→ **WHAT IS NEEDED**: Give the number of lines in the entries below that hold "dump", with no accompanying words.

[Stored entries]
====================

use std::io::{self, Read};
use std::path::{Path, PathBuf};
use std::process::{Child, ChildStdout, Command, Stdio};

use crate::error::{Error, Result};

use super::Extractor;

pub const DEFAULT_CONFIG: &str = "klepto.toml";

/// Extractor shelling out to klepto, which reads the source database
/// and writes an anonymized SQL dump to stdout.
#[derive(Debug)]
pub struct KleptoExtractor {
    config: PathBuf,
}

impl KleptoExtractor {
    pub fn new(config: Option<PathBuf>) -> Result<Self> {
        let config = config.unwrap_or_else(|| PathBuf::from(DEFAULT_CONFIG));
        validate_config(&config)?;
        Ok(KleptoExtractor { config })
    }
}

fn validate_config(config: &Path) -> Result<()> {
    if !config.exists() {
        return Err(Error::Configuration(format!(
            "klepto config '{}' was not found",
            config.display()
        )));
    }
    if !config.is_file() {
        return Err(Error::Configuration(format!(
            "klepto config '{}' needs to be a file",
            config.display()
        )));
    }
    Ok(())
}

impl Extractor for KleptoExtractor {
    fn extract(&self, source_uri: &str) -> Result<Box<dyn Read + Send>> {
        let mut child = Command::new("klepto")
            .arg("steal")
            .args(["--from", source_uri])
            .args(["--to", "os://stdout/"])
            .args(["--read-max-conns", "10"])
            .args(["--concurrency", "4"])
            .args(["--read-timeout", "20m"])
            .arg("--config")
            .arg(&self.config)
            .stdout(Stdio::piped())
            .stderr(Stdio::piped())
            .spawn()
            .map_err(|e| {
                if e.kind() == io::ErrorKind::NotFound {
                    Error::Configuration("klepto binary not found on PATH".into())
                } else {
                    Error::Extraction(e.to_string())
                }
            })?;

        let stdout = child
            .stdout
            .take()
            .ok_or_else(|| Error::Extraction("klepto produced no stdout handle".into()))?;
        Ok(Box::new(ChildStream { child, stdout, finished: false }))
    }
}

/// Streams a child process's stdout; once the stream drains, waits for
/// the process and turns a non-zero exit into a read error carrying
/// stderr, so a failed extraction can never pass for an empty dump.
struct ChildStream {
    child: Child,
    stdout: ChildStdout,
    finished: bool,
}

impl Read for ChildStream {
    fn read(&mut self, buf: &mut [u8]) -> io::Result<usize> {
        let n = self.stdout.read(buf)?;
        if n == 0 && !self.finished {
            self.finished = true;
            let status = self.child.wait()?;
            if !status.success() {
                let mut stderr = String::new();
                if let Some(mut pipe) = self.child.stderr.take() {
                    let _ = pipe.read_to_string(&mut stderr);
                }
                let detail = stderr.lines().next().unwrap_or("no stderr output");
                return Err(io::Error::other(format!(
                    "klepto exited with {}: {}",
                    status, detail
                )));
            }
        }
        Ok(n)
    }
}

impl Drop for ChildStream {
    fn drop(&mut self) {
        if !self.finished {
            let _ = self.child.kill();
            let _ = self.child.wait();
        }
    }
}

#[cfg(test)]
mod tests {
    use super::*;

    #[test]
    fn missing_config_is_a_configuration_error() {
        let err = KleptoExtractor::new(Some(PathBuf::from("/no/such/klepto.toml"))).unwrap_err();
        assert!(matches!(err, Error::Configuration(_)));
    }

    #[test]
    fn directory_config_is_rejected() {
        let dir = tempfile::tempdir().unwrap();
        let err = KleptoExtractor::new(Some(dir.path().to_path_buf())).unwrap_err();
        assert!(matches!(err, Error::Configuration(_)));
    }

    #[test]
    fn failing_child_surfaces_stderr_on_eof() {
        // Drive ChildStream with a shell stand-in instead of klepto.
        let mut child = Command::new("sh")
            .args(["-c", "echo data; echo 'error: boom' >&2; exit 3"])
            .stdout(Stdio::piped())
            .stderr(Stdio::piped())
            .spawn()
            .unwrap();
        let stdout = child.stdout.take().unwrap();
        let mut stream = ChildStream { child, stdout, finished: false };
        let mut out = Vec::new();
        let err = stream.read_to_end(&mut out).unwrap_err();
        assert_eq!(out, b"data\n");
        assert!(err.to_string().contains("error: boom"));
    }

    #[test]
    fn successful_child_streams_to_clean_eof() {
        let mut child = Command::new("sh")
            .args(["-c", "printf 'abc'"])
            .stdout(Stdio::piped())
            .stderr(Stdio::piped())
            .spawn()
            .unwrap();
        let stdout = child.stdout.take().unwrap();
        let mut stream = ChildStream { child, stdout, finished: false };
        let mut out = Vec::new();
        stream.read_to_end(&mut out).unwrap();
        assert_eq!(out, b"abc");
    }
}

====================

→ **RESPONSE**: 2